In our comprehensive analysis of top tokens using LIME for both SVM and CNN models, we gained granular insights into the differentiating features that determine classification performance. This not only enhances our understanding of model predictions but also provides interpretability, shedding light on the key factors influencing the decision-making process within these complex models. The most important tokens for this dataset according to our analysis were “raumluft”, “kein”, “nicht”, “ohne” for class 0 (no supplemental oxygen) and “FiO2”, “mit”, “gabe”, numbers followed by “L” or “l” determining the litres for with supplemental oxygen (class 1), cf. Table 4 for the top 10 tokens per class.

Table 4 Top influential tokens in the dataset for SVM and CNN models using LIME

Error analysis

Confusion matrices are designed to give the predicted values in a count format, which distinguishes between correct and incorrect predictions. The true positive and true negative values provide a clear picture of the correct predictions within the network, while the false positives and false negatives are the topics of interest for error analysis.

Analysing the false positives, i.e. the number of incorrectly assigned text lines to have received oxygen supplementation and false negatives, i.e. the number of incorrectly assigned text lines to not have received oxygen supplementation, it was of interest that for all random state values, there were overlapping texts in these categories within all models, i.e., for a random state value of 729 there were 7 and 8 overlapping false positive and false negatively classified texts in all models, cf. Table 5. Figure 4 illustrated the values obtained for the confusion matrices for different models at the random state value of 729.

Table 5 Common text segments identified as false positives (FP) and false negatives (FN) during error analysis of the test data
Fig. 4
figure 4

Confusion matrices depicting the performance of (i) SVM, (ii) RF, (iii) LSTM, (iv) Bi-LSTM, and (v) CNN models


In all languages, but particularly in languages other than English, the access to comprehensive clinical narrative datasets for public use poses a challenge. Legal restrictions, privacy policies, and stringent data protection regulations limit their availability and hinder their publication [45]. Unfortunately, this constrained environment has impeded our ability to test our models on diverse datasets, thereby limiting our capacity to confirm the generalizability of our findings. Consequently, faced with these limitations, we opted to create our dataset for the experiment. The process of manual annotation proved to be a particularly arduous task, underscoring the challenges associated with compiling and annotating clinical narrative data under such restrictions.

Since the dataset is imbalanced with a substantially higher number of text snippets in class “0” compared to class “1”, accuracy is not a suitable metric for evaluating model performance.
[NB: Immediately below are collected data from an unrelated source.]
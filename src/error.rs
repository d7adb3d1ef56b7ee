//! Error types for the checkstyle CLI.
//!
//! Uses thiserror for derive macros. Every variant aborts the current run;
//! `main` prints the message and exits with [`exit_codes::FAILURE`].
//!
//! [`exit_codes::FAILURE`]: crate::exit_codes::FAILURE

use thiserror::Error;

/// Main error type for checkstyle operations.
#[derive(Error, Debug)]
pub enum CheckstyleError {
    /// A line starting with `@@` does not match the hunk header grammar.
    #[error("Malformed diff hunk header '{0}'")]
    MalformedHunkHeader(String),

    /// A hunk body does not contain the number of lines its header declares.
    #[error(
        "diff hunk '{header}' declares {declared_old} old and {declared_new} new lines, \
         but its body has {actual_old} old and {actual_new} new lines"
    )]
    HunkLengthMismatch {
        header: String,
        declared_old: usize,
        declared_new: usize,
        actual_old: usize,
        actual_new: usize,
    },

    /// A required executable is not on PATH.
    #[error("Executable {0} not found")]
    ToolNotFound(String),

    /// The formatter could not be run or exited with an error.
    #[error("Formatter failed: {0}")]
    ExternalToolFailure(String),

    /// Git operation failed.
    #[error("Git operation failed: {0}")]
    GitError(String),

    /// User provided invalid arguments or configuration.
    #[error("{0}")]
    UserError(String),

    /// Writing the report failed.
    #[error("I/O error: {0}")]
    Io(#[from] std::io::Error),
}

/// Result type alias for checkstyle operations.
pub type Result<T> = std::result::Result<T, CheckstyleError>;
Hence, precision, recall and F1-score are more informative as they provide a better measure of the model’s potential to detect the minority class. Table 3 highlights that the performance of classical ML models overlaps with DL models. Despite the emergence of DL models, there are several applications where classical ML such as SVM outperformed DL approaches [46]. Even image classifiers related to the COVID-19 context have observed this phenomenon [47, 48].

In addition to the model’s predictive performance, the mean prediction time per sample was also assessed. Out of this assessment, the classical ML model (RF) is the fastest network for this text classification task. In comparison with Saadatmand et al. [13] and Yamanaka et al. [14], who used certain features such as demographics, symptoms, patient background, etc. for determining the requirement of oxygen therapy, our experiments were especially focused on clinical narratives for oxygen status. In contrast to Muto et al. [16], which relies on decision support from clinicians, our methodology leverages an explainable AI module to understand the model decisions.

Even Fig. 2 does not show clear and distinct clusters for CNN as one class appears as an inverted V shape, while the other class is spread inside, which suggests that the classes might not be easily separable in the embedded space. This reveals the possibility of (i) overlap between classes, (ii) high intrinsic dimensionality that may not be captured by t-SNE, and (iii) complex non-linear relationships within the data.


In this paper, text lines extracted from German-language discharge summaries of COVID-19 patients were used to detect patients who received supplementary oxygen therapy, which constitutes important information for building cohorts for retrospective COVID-19 clinical studies. The classification task had to distinguish the mention of oxygen related to oxygen measurement from the mention of oxygen in the context of oxygen supplementation.

Of the applied classification methods using classical machine learning to deep learning models, the performance of all of them (SVM, RF, LSTM, Bi-LSTM, and CNN) was similar. When comparing their computational efficiency, the RF model stood out, being the fastest classifier for this task, as well as in terms of training efforts. LIME aided in analysing and explaining the model predictions and played a crucial role in understanding the model performance. The pandemic highlighted the need for computerised classifications for the effective management of patient information in hospitals and for clinicians.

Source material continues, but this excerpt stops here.